Drain water from tofu and place it and all other ingredients except salt in a high-speed blender.  Blend at highest speed until light and creamy.  Add salt to taste and blend again.  Seal tightly and keep refrigerated.  Stir before each use.

(I tried this recipe because I needed mayo for the neighboring japanese pancake recipe and thought I'd give it a try.  Not crazy about using tofu, as I've been trying to steer away from using so many legume-based products.  But I found this to be a nice mayo substitute.  I did not drain the tofu first.  I also added more onion powder and lemon juice than called for, because I like a tangy mayo.  It kept well in the fridge for about a week, and was good both by itself spread on toast as well as mixed with other ingredients for a spicy dip.)


Saturday, April 26, 2014

Walnut Miso Noodles

(recipe from 101cookbooks.com)

4 oz. whole wheat spaghetti or linguini (or soba)
1 small bunch of asparagus, sliced thinly (1/4-inch thick)

1/2 cup walnuts, toasted
1/4 cup olive oil
1 medium clove garlic, peeled
2 Tbsp. mellow white miso paste
2 Tbsp. white wine vinegar
1 tsp. honey
2 big pinches salt (or to taste)
1/4 cup+ warm water

Topping ideas:  sliced green onions, chopped chard stems and leaves that have been cooked for a minute or two in a skillet with a bit of olive oil and salt, chopped fresh chives, toasted walnuts

Bring a large pot of water to a boil.  Salt generously and cook the pasta per package instructions, being careful to not overcook.  About 10 seconds before you are going to drain the noodles, add the asparagus to the pot.  Now drain and toss with about 1/2 the walnut-miso dressing - you can make the dressing as you're waiting for the pasta water to come to a boil.

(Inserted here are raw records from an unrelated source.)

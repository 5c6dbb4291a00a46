//! Wire types for the remote storefront service.
//!
//! These mirror the service's JSON and are converted into core domain types
//! at the edge.

use prasanna_farm_core::{Cart, CartLineItem, Price, Product, ProductId};
use serde::{Deserialize, Serialize};

/// Cart as returned by every cart endpoint.
#[derive(Debug, Clone, Serialize, Deserialize)]
#[serde(rename_all = "camelCase")]
pub struct RemoteCart {
    #[serde(default)]
    pub items: Vec<RemoteCartItem>,
    /// Server-computed total; informational only.
    #[serde(default)]
    pub total: Price,
    /// Server-computed item count; informational only.
    #[serde(default)]
    pub item_count: u64,
}

/// A line in a [`RemoteCart`].
#[derive(Debug, Clone, Serialize, Deserialize)]
pub struct RemoteCartItem {
    pub product: Product,
    pub quantity: u32,
}

impl From<RemoteCart> for Cart {
    fn from(remote: RemoteCart) -> Self {
        Self::from_items(
            remote
                .items
                .into_iter()
                .map(|item| CartLineItem::new(item.product, item.quantity)),
        )
    }
}

impl From<&Cart> for RemoteCart {
    fn from(cart: &Cart) -> Self {
        Self {
            items: cart
                .items()
                .iter()
                .map(|item| RemoteCartItem {
                    product: item.product.clone(),
                    quantity: item.quantity,
                })
                .collect(),
            total: cart.total_price(),
            item_count: cart.total_items(),
        }
    }
}

/// Body of `POST /cart/items`.
#[derive(Debug, Clone, Serialize, Deserialize)]
#[serde(rename_all = "camelCase")]
pub struct AddItemRequest {
    pub product_id: ProductId,
    pub quantity: u32,
}

/// Body of `PUT /cart/items/{id}`.
#[derive(Debug, Clone, Serialize, Deserialize)]
pub struct UpdateItemRequest {
    pub quantity: u32,
}

/// Paginated listing.
#[derive(Debug, Clone, Serialize, Deserialize)]
#[serde(rename_all = "camelCase")]
pub struct Page<T> {
    pub content: Vec<T>,
    #[serde(default)]
    pub total_pages: u32,
    #[serde(default)]
    pub total_elements: u64,
    #[serde(default)]
    pub current_page: u32,
}

/// `GET /products` answers either a page or a bare array.
#[derive(Debug, Clone, Deserialize)]
#[serde(untagged)]
pub enum ProductListing {
    Page(Page<Product>),
    List(Vec<Product>),
}

impl ProductListing {
    #[must_use]
    pub fn into_products(self) -> Vec<Product> {
        match self {
            Self::Page(page) => page.content,
            Self::List(products) => products,
        }
    }
}

/// Query parameters for `GET /products`.
#[derive(Debug, Clone, Default, PartialEq, Eq, Hash)]
pub struct ProductQuery {
    pub category: Option<String>,
    pub sort_by: Option<String>,
    pub page: Option<u32>,
    pub limit: Option<u32>,
}

impl ProductQuery {
    /// Encoded query string including the leading `?`, or empty.
    #[must_use]
    pub fn to_query_string(&self) -> String {
        let mut serializer = url::form_urlencoded::Serializer::new(String::new());
        if let Some(category) = &self.category {
            serializer.append_pair("category", category);
        }
        if let Some(sort_by) = &self.sort_by {
            serializer.append_pair("sortBy", sort_by);
        }
        if let Some(page) = self.page {
            serializer.append_pair("page", &page.to_string());
        }
        if let Some(limit) = self.limit {
            serializer.append_pair("limit", &limit.to_string());
        }

        let encoded = serializer.finish();
        if encoded.is_empty() {
            encoded
        } else {
            format!("?{encoded}")
        }
    }
}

To make the dressing, use a food processor, blender or hand blender to puree the walnuts, olive oil, garlic, miso paste, vinegar, and honey.  Add the warm water a bit at a time until the dressing is the consistency of a heavy cream.  Taste and add salt if you think it needs it.

Add as much or as little dressing as you like to the noodles and toss well.  Arrange in two bowls or on a platter - I finished off this version topped with sliced green onions, a bit of sauteed slivered rainbow chard leaves & chopped stems, a few toasted walnuts, and some chives.

(I found I liked the asparagus sliced into thin strips lengthwise, which blended with the noodles better.  I cooked my asparagus with the noodles a little longer than 10 seconds, as I like mine less crunchy.  The dressing is very tasty.  I cut down a bit on the olive oil.)